Shivon Zilis
Project Director, Office of the CEO, Neuralink & Tesla; Co-chair, Machine Learning and the Market for Intelligence Conference @ Rotman
ORGANIZATIONS like Google, Facebook, Apple, Microsoft, Amazon, Uber and Bloomberg bet heavily on machine intelligence, and its capabilities are pervasive throughout their suite of products. But for most organizations, the successful use of machine intelligence is surprisingly binary — like flipping a stubborn light switch. Why is it so difficult for companies to wrap their heads around it? Because machine intelligence is different from traditional software. Unlike with big data — where you could ‘buy’ a new capability — machine intelligence depends on deeper organizational and process changes. Companies need to decide whether they will trust machine intelligence analysis for one-off decisions or if they will embed machine intelligence models in their core processes; teams need to figure out how to test newfound capabilities; and employees need to be coached to learn from the data they enter.

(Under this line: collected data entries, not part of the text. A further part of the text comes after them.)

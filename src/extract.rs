//! Fact extraction from free text.
//!
//! Each ontology extractor produces at most one typed fact from a case-folded
//! copy of the text. Fields whose pattern is missing or does not match are
//! left out; defaulting absent facts is the verifier's job. Derived fields
//! are computed afterwards by [`derive_fields`].

use crate::types::{ExtractorKind, ExtractorSpec, FactSet, FactValue, Ontology};
use regex::{Captures, Regex};
use tracing::{debug, warn};

/// Characters inspected before a keyword when looking for a negation word.
pub const NEGATION_WINDOW_CHARS: usize = 15;

/// Boolean PHI-indicator fields counted into `phi_count`.
pub const PHI_FIELDS: [&str; 16] = [
    "has_patient_name",
    "has_dob",
    "has_street_address",
    "has_phone_number",
    "has_ssn",
    "has_mrn",
    "has_email",
    "has_full_zip",
    "has_city",
    "has_device_id",
    "has_ip_address",
    "has_biometric",
    "has_photo_reference",
    "has_vehicle_id",
    "has_account_number",
    "has_license_number",
];

/// Audit flags the surrounding system is assumed to uphold.
pub const AUDIT_FLAGS: [&str; 7] = [
    "verification_complete",
    "has_proof",
    "has_rule_citation",
    "has_retention_policy",
    "audit_immutable",
    "has_chain_of_custody",
    "session_valid",
];

pub const MINIMUM_NECESSARY_THRESHOLD: i64 = 3;

/// Money magnitude letters, searched in this order anywhere in the matched text.
/// The first letter found wins, so "$200 mortgage" scales by a million.
const MONEY_SUFFIXES: [(char, f64); 3] = [
    ('k', 1_000.0),
    ('m', 1_000_000.0),
    ('b', 1_000_000_000.0),
];

#[derive(Debug, Clone)]
struct FieldExtractor {
    field: String,
    spec: ExtractorSpec,
    regex: Option<Regex>,
}

/// Extractors of one ontology with their patterns compiled once.
#[derive(Debug, Clone, Default)]
pub struct FactExtractor {
    fields: Vec<FieldExtractor>,
}

impl FactExtractor {
    /// Compile every extractor of `ontology`; invalid patterns are logged and skipped.
    pub fn for_ontology(ontology: &Ontology) -> Self {
        let fields = ontology
            .extractors
            .iter()
            .map(|(field, spec)| {
                let regex = spec.pattern.as_deref().and_then(|pattern| {
                    Regex::new(pattern)
                        .map_err(|e| warn!(field = %field, error = %e, "invalid extractor pattern"))
                        .ok()
                });
                FieldExtractor {
                    field: field.clone(),
                    spec: spec.clone(),
                    regex,
                }
            })
            .collect();
        Self { fields }
    }

    /// Extract primary facts, then add the derived fields.
    pub fn extract(&self, text: &str) -> FactSet {
        let lowered = text.to_lowercase();
        let mut facts = FactSet::new();
        for extractor in &self.fields {
            if let Some(value) = extractor.extract(&lowered) {
                debug!(field = %extractor.field, ?value, "extracted fact");
                facts.insert(extractor.field.clone(), value);
            }
        }
        derive_fields(&mut facts, &lowered);
        facts
    }
}

impl FieldExtractor {
    fn extract(&self, lowered: &str) -> Option<FactValue> {
        match self.spec.kind {
            ExtractorKind::Boolean => Some(FactValue::Bool(self.keyword_present(lowered))),
            ExtractorKind::Int => {
                let caps = self.regex.as_ref()?.captures(lowered)?;
                primary_group(&caps)
                    .replace(',', "")
                    .parse::<i64>()
                    .ok()
                    .map(FactValue::Int)
            }
            ExtractorKind::Float | ExtractorKind::Percentage => {
                let caps = self.regex.as_ref()?.captures(lowered)?;
                primary_group(&caps)
                    .replace(',', "")
                    .parse::<f64>()
                    .ok()
                    .map(FactValue::Real)
            }
            ExtractorKind::Money => {
                let caps = self.regex.as_ref()?.captures(lowered)?;
                parse_money(&caps).map(FactValue::Real)
            }
            ExtractorKind::String => {
                let caps = self.regex.as_ref()?.captures(lowered)?;
                Some(FactValue::Text(primary_group(&caps).to_string()))
            }
            ExtractorKind::Unsupported => None,
        }
    }

    /// True on the first keyword occurrence not preceded by a negation word.
    fn keyword_present(&self, lowered: &str) -> bool {
        let check_negation = self.spec.check_negation && !self.spec.negation_words.is_empty();
        for keyword in &self.spec.keywords {
            let keyword = keyword.to_lowercase();
            if keyword.is_empty() {
                continue;
            }
            let Some(pos) = lowered.find(&keyword) else {
                continue;
            };
            if check_negation {
                let window = negation_window(lowered, pos, keyword.len());
                let negated = self
                    .spec
                    .negation_words
                    .iter()
                    .any(|neg| !neg.is_empty() && window.contains(neg.to_lowercase().as_str()));
                if negated {
                    continue;
                }
            }
            return true;
        }
        false
    }
}

/// The keyword span plus up to [`NEGATION_WINDOW_CHARS`] characters before it.
fn negation_window(text: &str, pos: usize, keyword_len: usize) -> &str {
    let start = text[..pos]
        .char_indices()
        .rev()
        .nth(NEGATION_WINDOW_CHARS - 1)
        .map(|(i, _)| i)
        .unwrap_or(0);
    &text[start..pos + keyword_len]
}

/// First capture group when the pattern has one, otherwise the whole match.
fn primary_group<'t>(caps: &Captures<'t>) -> &'t str {
    caps.get(1)
        .or_else(|| caps.get(0))
        .map(|m| m.as_str())
        .unwrap_or("")
}

fn parse_money(caps: &Captures<'_>) -> Option<f64> {
    let whole = caps.get(0)?;
    let number = caps.get(1).unwrap_or(whole);
    let base: f64 = number.as_str().replace(',', "").parse().ok()?;
    let matched = whole.as_str();
    let multiplier = MONEY_SUFFIXES
        .iter()
        .find(|(letter, _)| matched.contains(*letter))
        .map(|(_, m)| *m)
        .unwrap_or(1.0);
    Some(base * multiplier)
}

/// Add cross-field derived facts and the fixed audit assumptions.
pub fn derive_fields(facts: &mut FactSet, lowered: &str) {
    let fees = facts.get("fees").and_then(FactValue::as_f64);
    let loan = facts.get("loan_amount").and_then(FactValue::as_f64);
    if let (Some(fees), Some(loan)) = (fees, loan) {
        if loan > 0.0 {
            facts.insert("fee_percentage".to_string(), FactValue::Real(fees / loan * 100.0));
        }
    }

    let compensating = if lowered.contains("compensating") {
        if lowered.contains("two") || lowered.contains("multiple") {
            2
        } else {
            1
        }
    } else {
        0
    };
    facts.insert("compensating_factors".to_string(), FactValue::Int(compensating));

    let flag = |facts: &FactSet, name: &str| facts.get(name).is_some_and(FactValue::is_true);
    let phi_count = PHI_FIELDS.iter().filter(|f| flag(facts, **f)).count() as i64;
    let mut risk_score = phi_count * 2;
    if flag(facts, "has_sensitive_diagnosis") {
        risk_score += 3;
    }
    if flag(facts, "has_treatment_details") && !flag(facts, "is_deidentified") {
        risk_score += 2;
    }
    facts.insert("phi_count".to_string(), FactValue::Int(phi_count));
    facts.insert("has_phi".to_string(), FactValue::Bool(phi_count > 0));
    facts.insert("risk_score".to_string(), FactValue::Int(risk_score));

    facts.insert(
        "minimum_necessary_threshold".to_string(),
        FactValue::Int(MINIMUM_NECESSARY_THRESHOLD),
    );
    for name in AUDIT_FLAGS {
        facts.insert(name.to_string(), FactValue::Bool(true));
    }
    facts.insert("violation_count".to_string(), FactValue::Int(0));
}

/// Extract facts from `text` with the extractors of `ontology`.
pub fn extract(text: &str, ontology: &Ontology) -> FactSet {
    FactExtractor::for_ontology(ontology).extract(text)
}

Unlike traditional hard-coded software, machine intelligence gives only probabilistic outputs. We want to be able to ask machine intelligence to make subjective decisions based on imperfect information. As a result, machine intelligence software will make mistakes, just like people do, and we’ll need to be thoughtful about when to trust it and when not to.
The concept of this new ‘machine trust’ is daunting and makes machine intelligence harder to adopt than traditional software. I’ve had a few people tell me that the biggest predictor of whether a company will successfully adopt machine intelligence is whether they have a C-suite executive with an advanced math degree. These executives understand that this isn’t magic — it is just (really hard) math.
I see all of this activity only continuing to accelerate. The world will give us more open sourced and commercially available machine intelligence building blocks; there will be more data; there will be more people interested in learning these methods — and there will always be plenty of problems worth solving.